_The task_
Only an exact copy of the listing below will do.

_Exercise data_
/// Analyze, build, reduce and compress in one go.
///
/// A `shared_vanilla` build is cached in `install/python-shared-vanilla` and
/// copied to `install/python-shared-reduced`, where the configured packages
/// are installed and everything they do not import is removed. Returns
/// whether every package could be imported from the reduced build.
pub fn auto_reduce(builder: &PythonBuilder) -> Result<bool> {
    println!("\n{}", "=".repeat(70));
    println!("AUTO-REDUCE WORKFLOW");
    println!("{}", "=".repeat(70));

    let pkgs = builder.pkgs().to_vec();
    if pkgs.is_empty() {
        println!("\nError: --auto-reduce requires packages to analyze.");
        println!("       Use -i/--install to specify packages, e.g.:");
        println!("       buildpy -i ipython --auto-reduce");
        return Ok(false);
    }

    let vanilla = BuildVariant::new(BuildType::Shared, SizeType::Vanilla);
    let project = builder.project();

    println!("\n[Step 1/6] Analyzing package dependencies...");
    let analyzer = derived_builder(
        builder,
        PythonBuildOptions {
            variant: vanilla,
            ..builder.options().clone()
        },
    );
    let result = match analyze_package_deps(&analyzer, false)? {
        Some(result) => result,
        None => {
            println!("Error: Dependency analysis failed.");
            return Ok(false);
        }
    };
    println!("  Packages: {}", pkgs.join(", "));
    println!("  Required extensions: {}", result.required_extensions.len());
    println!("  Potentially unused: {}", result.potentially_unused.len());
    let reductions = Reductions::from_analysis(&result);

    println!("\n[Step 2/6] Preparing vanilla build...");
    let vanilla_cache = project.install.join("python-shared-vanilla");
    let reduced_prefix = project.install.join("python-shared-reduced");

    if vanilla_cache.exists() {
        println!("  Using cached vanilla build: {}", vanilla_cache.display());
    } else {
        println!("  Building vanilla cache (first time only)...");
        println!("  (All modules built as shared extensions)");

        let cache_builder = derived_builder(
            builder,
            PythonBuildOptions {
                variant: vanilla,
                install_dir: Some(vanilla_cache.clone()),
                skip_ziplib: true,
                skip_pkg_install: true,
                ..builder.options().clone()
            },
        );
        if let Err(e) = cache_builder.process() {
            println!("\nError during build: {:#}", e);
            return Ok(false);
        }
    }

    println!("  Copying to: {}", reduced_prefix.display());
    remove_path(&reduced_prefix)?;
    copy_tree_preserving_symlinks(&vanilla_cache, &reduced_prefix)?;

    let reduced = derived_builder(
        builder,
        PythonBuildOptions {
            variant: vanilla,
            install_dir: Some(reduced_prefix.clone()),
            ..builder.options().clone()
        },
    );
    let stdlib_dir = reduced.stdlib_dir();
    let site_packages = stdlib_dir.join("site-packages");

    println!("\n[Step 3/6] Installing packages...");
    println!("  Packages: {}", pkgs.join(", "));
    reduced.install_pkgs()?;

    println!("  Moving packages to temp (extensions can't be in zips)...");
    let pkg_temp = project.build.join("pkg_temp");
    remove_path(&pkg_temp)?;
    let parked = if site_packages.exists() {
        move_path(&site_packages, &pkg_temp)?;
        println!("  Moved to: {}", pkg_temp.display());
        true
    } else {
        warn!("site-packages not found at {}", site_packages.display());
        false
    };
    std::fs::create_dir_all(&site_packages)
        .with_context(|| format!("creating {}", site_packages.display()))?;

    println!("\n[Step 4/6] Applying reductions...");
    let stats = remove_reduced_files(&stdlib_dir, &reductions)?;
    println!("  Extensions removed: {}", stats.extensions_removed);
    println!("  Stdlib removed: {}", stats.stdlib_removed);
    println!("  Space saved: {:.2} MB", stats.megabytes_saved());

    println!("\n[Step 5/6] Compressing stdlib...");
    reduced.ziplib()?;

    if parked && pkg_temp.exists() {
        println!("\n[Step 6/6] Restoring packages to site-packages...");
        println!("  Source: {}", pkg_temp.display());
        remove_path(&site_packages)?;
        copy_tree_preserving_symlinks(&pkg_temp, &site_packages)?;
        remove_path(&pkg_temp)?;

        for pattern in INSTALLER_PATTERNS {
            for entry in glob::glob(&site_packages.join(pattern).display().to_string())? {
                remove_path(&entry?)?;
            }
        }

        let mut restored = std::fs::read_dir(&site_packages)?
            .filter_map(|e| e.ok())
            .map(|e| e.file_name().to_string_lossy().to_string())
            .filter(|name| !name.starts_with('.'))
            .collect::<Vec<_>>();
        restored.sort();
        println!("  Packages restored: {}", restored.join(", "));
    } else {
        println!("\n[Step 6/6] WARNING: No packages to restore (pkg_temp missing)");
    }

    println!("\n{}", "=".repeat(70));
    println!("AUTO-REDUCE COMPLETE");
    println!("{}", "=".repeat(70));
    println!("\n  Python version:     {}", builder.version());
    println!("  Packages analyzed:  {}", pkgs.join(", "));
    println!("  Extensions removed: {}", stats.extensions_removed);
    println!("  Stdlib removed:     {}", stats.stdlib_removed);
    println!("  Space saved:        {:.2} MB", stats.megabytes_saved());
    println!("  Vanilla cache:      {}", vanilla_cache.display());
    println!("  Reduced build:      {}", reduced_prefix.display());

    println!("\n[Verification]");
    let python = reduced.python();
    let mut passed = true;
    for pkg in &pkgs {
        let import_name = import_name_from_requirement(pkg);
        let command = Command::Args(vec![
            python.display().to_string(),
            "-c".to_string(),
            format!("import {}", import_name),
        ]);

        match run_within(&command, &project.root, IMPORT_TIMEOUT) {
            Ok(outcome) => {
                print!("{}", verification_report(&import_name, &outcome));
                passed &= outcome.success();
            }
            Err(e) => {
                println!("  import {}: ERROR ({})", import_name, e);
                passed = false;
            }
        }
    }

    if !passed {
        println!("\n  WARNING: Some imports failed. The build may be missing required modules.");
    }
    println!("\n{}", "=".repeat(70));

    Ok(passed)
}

_Answer section_
/// Analyze, build, reduce and compress in one go.
///
/// A `shared_vanilla` build is cached in `install/python-shared-vanilla` and
/// copied to `install/python-shared-reduced`, where the configured packages
/// are installed and everything they do not import is removed. Returns
/// whether every package could be imported from the reduced build.
pub fn auto_reduce(builder: &PythonBuilder) -> Result<bool> {
    println!("\n{}", "=".repeat(70));
    println!("AUTO-REDUCE WORKFLOW");
    println!("{}", "=".repeat(70));

    let pkgs = builder.pkgs().to_vec();
    if pkgs.is_empty() {
        println!("\nError: --auto-reduce requires packages to analyze.");
        println!("       Use -i/--install to specify packages, e.g.:");
        println!("       buildpy -i ipython --auto-reduce");
        return Ok(false);
    }

    let vanilla = BuildVariant::new(BuildType::Shared, SizeType::Vanilla);
    let project = builder.project();

    println!("\n[Step 1/6] Analyzing package dependencies...");
    let analyzer = derived_builder(
        builder,
        PythonBuildOptions {
            variant: vanilla,
            ..builder.options().clone()
        },
    );
    let result = match analyze_package_deps(&analyzer, false)? {
        Some(result) => result,
        None => {
            println!("Error: Dependency analysis failed.");
            return Ok(false);
        }
    };
    println!("  Packages: {}", pkgs.join(", "));
    println!("  Required extensions: {}", result.required_extensions.len());
    println!("  Potentially unused: {}", result.potentially_unused.len());
    let reductions = Reductions::from_analysis(&result);

    println!("\n[Step 2/6] Preparing vanilla build...");
    let vanilla_cache = project.install.join("python-shared-vanilla");
    let reduced_prefix = project.install.join("python-shared-reduced");

    if vanilla_cache.exists() {
        println!("  Using cached vanilla build: {}", vanilla_cache.display());
    } else {
        println!("  Building vanilla cache (first time only)...");
        println!("  (All modules built as shared extensions)");

        let cache_builder = derived_builder(
            builder,
            PythonBuildOptions {
                variant: vanilla,
                install_dir: Some(vanilla_cache.clone()),
                skip_ziplib: true,
                skip_pkg_install: true,
                ..builder.options().clone()
            },
        );
        if let Err(e) = cache_builder.process() {
            println!("\nError during build: {:#}", e);
            return Ok(false);
        }
    }

    println!("  Copying to: {}", reduced_prefix.display());
    remove_path(&reduced_prefix)?;
    copy_tree_preserving_symlinks(&vanilla_cache, &reduced_prefix)?;

    let reduced = derived_builder(
        builder,
        PythonBuildOptions {
            variant: vanilla,
            install_dir: Some(reduced_prefix.clone()),
            ..builder.options().clone()
        },
    );
    let stdlib_dir = reduced.stdlib_dir();
    let site_packages = stdlib_dir.join("site-packages");

    println!("\n[Step 3/6] Installing packages...");
    println!("  Packages: {}", pkgs.join(", "));
    reduced.install_pkgs()?;

    println!("  Moving packages to temp (extensions can't be in zips)...");
    let pkg_temp = project.build.join("pkg_temp");
    remove_path(&pkg_temp)?;
    let parked = if site_packages.exists() {
        move_path(&site_packages, &pkg_temp)?;
        println!("  Moved to: {}", pkg_temp.display());
        true
    } else {
        warn!("site-packages not found at {}", site_packages.display());
        false
    };
    std::fs::create_dir_all(&site_packages)
        .with_context(|| format!("creating {}", site_packages.display()))?;

    println!("\n[Step 4/6] Applying reductions...");
    let stats = remove_reduced_files(&stdlib_dir, &reductions)?;
    println!("  Extensions removed: {}", stats.extensions_removed);
    println!("  Stdlib removed: {}", stats.stdlib_removed);
    println!("  Space saved: {:.2} MB", stats.megabytes_saved());

    println!("\n[Step 5/6] Compressing stdlib...");
    reduced.ziplib()?;

    if parked && pkg_temp.exists() {
        println!("\n[Step 6/6] Restoring packages to site-packages...");
        println!("  Source: {}", pkg_temp.display());
        remove_path(&site_packages)?;
        copy_tree_preserving_symlinks(&pkg_temp, &site_packages)?;
        remove_path(&pkg_temp)?;

        for pattern in INSTALLER_PATTERNS {
            for entry in glob::glob(&site_packages.join(pattern).display().to_string())? {
                remove_path(&entry?)?;
            }
        }

        let mut restored = std::fs::read_dir(&site_packages)?
            .filter_map(|e| e.ok())
            .map(|e| e.file_name().to_string_lossy().to_string())
            .filter(|name| !name.starts_with('.'))
            .collect::<Vec<_>>();
        restored.sort();
        println!("  Packages restored: {}", restored.join(", "));
    } else {
        println!("\n[Step 6/6] WARNING: No packages to restore (pkg_temp missing)");
    }

    println!("\n{}", "=".repeat(70));
    println!("AUTO-REDUCE COMPLETE");
    println!("{}", "=".repeat(70));
    println!("\n  Python version:     {}", builder.version());
    println!("  Packages analyzed:  {}", pkgs.join(", "));
    println!("  Extensions removed: {}", stats.extensions_removed);
    println!("  Stdlib removed:     {}", stats.stdlib_removed);
    println!("  Space saved:        {:.2} MB", stats.megabytes_saved());
    println!("  Vanilla cache:      {}", vanilla_cache.display());
    println!("  Reduced build:      {}", reduced_prefix.display());

    println!("\n[Verification]");
    let python = reduced.python();
    let mut passed = true;
    for pkg in &pkgs {
        let import_name = import_name_from_requirement(pkg);
        let command = Command::Args(vec![
            python.display().to_string(),
            "-c".to_string(),
            format!("import {}", import_name),
        ]);

        match run_within(&command, &project.root, IMPORT_TIMEOUT) {
            Ok(outcome) => {
                print!("{}", verification_report(&import_name, &outcome));
                passed &= outcome.success();
            }
            Err(e) => {
                println!("  import {}: ERROR ({})", import_name, e);
                passed = false;
            }
        }
    }

    if !passed {
        println!("\n  WARNING: Some imports failed. The build may be missing required modules.");
    }
    println!("\n{}", "=".repeat(70));

    Ok(passed)
}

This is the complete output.